Der dortige Sachverhalt unterscheidet sich jedoch entscheidend vom Streitfall. Hier werden nicht schon durchgeführte Entgeltumwandlungen um eine jährliche feste Erhöhung dynamisiert, sondern es bedarf weiterer Entgeltumwandlungen in den Folgejahren. Auch wenn diese rechtlich bereits vereinbart sind, so handelt es sich dennoch um schwebende Geschäfte, die von keiner Seite erfüllt sind, und daher nicht zu bilanzieren sind. Die Bilanzierung einer Verbindlichkeit in Form einer Rückstellung kommt ebenfalls nicht in Betracht, da ihre Verwirklichung in der Zukunft liegt und daher ungewiss ist.
4. Weiterhin kommt es auch nicht mehr darauf an, ob der vom Finanzamt neu ermittelte Teilwert mit 42.720 € zutreffend ist, da der anzusetzende Barwert auch diesen Wert übersteigt.
5. Soweit sich das Finanzamt auf Literaturmeinungen beruft (Gosch in Kirchhof, EStG, § 6a Rz 13; Heger in Blümich, EStG, § 6a Rz 348; Schmitz in Lippross/Seibel, Basiskommentar zum Steuerrecht, § 6a Rz 59), ist festzustellen, dass diese für ihren Rechtsstandpunkt keine tiefergehende Begründung anführen und allenfalls auf den Wortlaut der Einkommensteuerrichtlinien R 6a Abs. 12 Satz 4 EStR 2012 verweisen.

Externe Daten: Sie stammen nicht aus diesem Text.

impl Keyframe for CameraKeyframe {
    #[inline]
    fn index(&self) -> u32 {
        self.index
    }

    fn with_index(&self, index: u32) -> Self {
        Self {
            index,
            ..self.clone()
        }
    }

    #[inline]
    fn is_registered(&self) -> bool {
        self.registered
    }

    fn default_at(index: u32) -> Self {
        Self {
            index,
            position: DVec3::new(0.0, 10.0, 0.0),
            rotation: DVec3::ZERO,
            distance: -45.0,
            view_angle: 30.0,
            orthographic: false,
            curves: CameraCurves::LINEAR,
            registered: false,
        }
    }

    fn interpolate(prev: &Self, next: &Self, frame: f64) -> Self {
        let start = prev.index as f64;
        let end = next.index as f64;
        let y = |c: &Curve| evaluate(c, start, frame, end).1;
        let t = DVec3::new(
            y(&next.curves.translate_x),
            y(&next.curves.translate_y),
            y(&next.curves.translate_z),
        );
        let r = y(&next.curves.rotate);

        Self {
            index: frame.floor() as u32,
            position: lerp_per_axis(prev.position, next.position, t),
            rotation: prev.rotation.lerp(next.rotation, r),
            distance: lerp(prev.distance, next.distance, y(&next.curves.distance)),
            view_angle: lerp(prev.view_angle, next.view_angle, y(&next.curves.view_angle)),
            orthographic: prev.orthographic,
            curves: next.curves,
            registered: false,
        }
    }

    fn split_curves(&mut self, prev: &Self, next: &mut Self) {
        let start = prev.index as f64;
        let now = self.index as f64;
        let end = next.index as f64;
        for (mine, other) in self.curves.channels_mut().into_iter().zip(next.curves.channels_mut()) {
            let (left, right) = split_curve(other, start, now, end);
            *mine = left;
            *other = right;
        }
    }
}
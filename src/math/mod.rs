//! 数学工具
//!
//! - glam 双精度类型（DVec / DQuat / DMat）作为核心运算类型
//! - 三次贝塞尔曲线求值与分割（VMD 插值）
//! - 四元数辅助运算（短弧 slerp、固定轴投影、向量间旋转等）

pub mod curve;
pub mod quaternion;

pub use glam::{DMat3, DMat4, DQuat, DVec2, DVec3, DVec4, EulerRot};

pub use curve::{evaluate, split_curve, BezierSegment, Curve};
pub use quaternion::{
    from_axis_angle, muled_scalar, slerp, to_euler, from_euler, to_fixed_axis,
    vec_rotation_between,
};

/// 通用比较阈值
pub const EPSILON: f64 = 1e-10;

/// 线性插值
#[inline]
pub fn lerp(a: f64, b: f64, t: f64) -> f64 {
    a + (b - a) * t
}

/// 按分量插值（每个分量使用独立系数）
#[inline]
pub fn lerp_per_axis(a: DVec3, b: DVec3, t: DVec3) -> DVec3 {
    DVec3::new(lerp(a.x, b.x, t.x), lerp(a.y, b.y, t.y), lerp(a.z, b.z, t.z))
}

/// 近似相等判断
#[inline]
pub fn near_eq(a: f64, b: f64, eps: f64) -> bool {
    (a - b).abs() <= eps
}

/// 平移 + 旋转 + 缩放组合为仿射矩阵
#[inline]
pub fn compose(translation: DVec3, rotation: DQuat, scale: DVec3) -> DMat4 {
    DMat4::from_scale_rotation_translation(scale, rotation, translation)
}

/// 提取平移分量
#[inline]
pub fn translation_of(m: &DMat4) -> DVec3 {
    m.w_axis.truncate()
}

/// 提取旋转分量（去除缩放后正交化）
pub fn rotation_of(m: &DMat4) -> DQuat {
    let x = m.x_axis.truncate().normalize_or_zero();
    let y = m.y_axis.truncate().normalize_or_zero();
    let z = m.z_axis.truncate().normalize_or_zero();
    if x == DVec3::ZERO || y == DVec3::ZERO || z == DVec3::ZERO {
        return DQuat::IDENTITY;
    }
    DQuat::from_mat3(&DMat3::from_cols(x, y, z)).normalize()
}

#[cfg(test)]
mod tests {
    use super::*;

    #[test]
    fn test_lerp_per_axis() {
        let v = lerp_per_axis(DVec3::ZERO, DVec3::new(10.0, 20.0, 30.0), DVec3::new(0.5, 0.25, 1.0));
        assert!((v - DVec3::new(5.0, 5.0, 30.0)).length() < 1e-12);
    }

    #[test]
    fn test_rotation_of_scaled_matrix() {
        let q = DQuat::from_rotation_z(0.7);
        let m = compose(DVec3::new(1.0, 2.0, 3.0), q, DVec3::new(2.0, 3.0, 4.0));
        let r = rotation_of(&m);
        assert!(r.dot(q).abs() > 1.0 - 1e-12);
        assert!((translation_of(&m) - DVec3::new(1.0, 2.0, 3.0)).length() < 1e-12);
    }
}
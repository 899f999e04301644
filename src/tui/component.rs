use ratatui::Frame;
use ratatui::layout::Rect;

/// A reusable UI component.
///
/// Components in this architecture follow the React pattern:
/// - They receive data via props (struct fields).
/// - They may hold internal state (via `&mut State` fields).
/// - They render to a `Frame` within a given `Rect`.
///
/// # Mutability
///
/// The `render` method takes `&mut self` to allow components to
/// manage presentation state (e.g. list selection) during rendering.
///
/// This aligns with Ratatui's `StatefulWidget` pattern.
pub trait Component {
    /// Render the component into the given area.
    fn render(&mut self, frame: &mut Frame, area: Rect);
}

/// A component that handles terminal events.
pub trait EventHandler {
    /// The type of high-level event this component emits.
    type Event;

    /// Handle a low-level `TuiEvent` and optionally return a high-level event.
    fn handle_event(&mut self, event: &super::event::TuiEvent) -> Option<Self::Event>;
}
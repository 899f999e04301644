//! calcpad library exports for testing

use clap::ValueEnum;
use serde::{Deserialize, Serialize};

pub mod core;
pub mod tui;

#[cfg(test)]
pub mod test_support;

/// Which calculator is on screen.
#[derive(Clone, Copy, Debug, Default, PartialEq, Eq, ValueEnum, Serialize, Deserialize)]
#[serde(rename_all = "lowercase")]
pub enum Mode {
    #[default]
    Basic,
    Scientific,
    Fraction,
}

impl Mode {
    /// Cycle order used by Tab.
    pub fn next(self) -> Self {
        match self {
            Mode::Basic => Mode::Scientific,
            Mode::Scientific => Mode::Fraction,
            Mode::Fraction => Mode::Basic,
        }
    }

    pub fn label(self) -> &'static str {
        match self {
            Mode::Basic => "Basic",
            Mode::Scientific => "Scientific",
            Mode::Fraction => "Fraction",
        }
    }
}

6. Die Körperschaftsteuer für 2014 berechnet sich wie folgt:

GdE lt. Einspruchsentscheidung
4.939
Erhöhung Rückstellung
– 3.798
Verlustabzug aus 2013
– 1.141
GdE lt.Urteil
0
festgesetzte KSt
0
nachrichtlich
Verlustvortrag 31.12.2013
1.814
Verbrauch 2014
– 1.141
Verlustvortrag zum 31.12.2014
673
7. Die Kosten des Verfahrens hat das Finanzamt zu tragen, da es in der Sache unterlegen ist (§ 135 Abs. 1 FGO). Der Ausspruch über die vorläufige Vollstreckbarkeit wegen der Kosten der Klägerin sowie die Abwendungsbefugnis, der von Amts wegen zu erfolgen hat, ergibt sich aus den §§ 151 Abs. 1 Satz 1 FGO, 708 Nr. 10, 711 Zivilprozessordnung. Die Zuziehung eines Bevollmächtigten für das Vorverfahren diente der zweckentsprechenden Rechtsverfolgung (§ 139 Abs. 3 Satz 3 FGO).
8. Finanzgerichtliche Rechtsprechung zur Streitfrage liegt, soweit ersichtlich, nicht vor. Die Revision war daher nach § 115 Abs. 2 Nr. 1 und Nr. 2 FGO zuzulassen.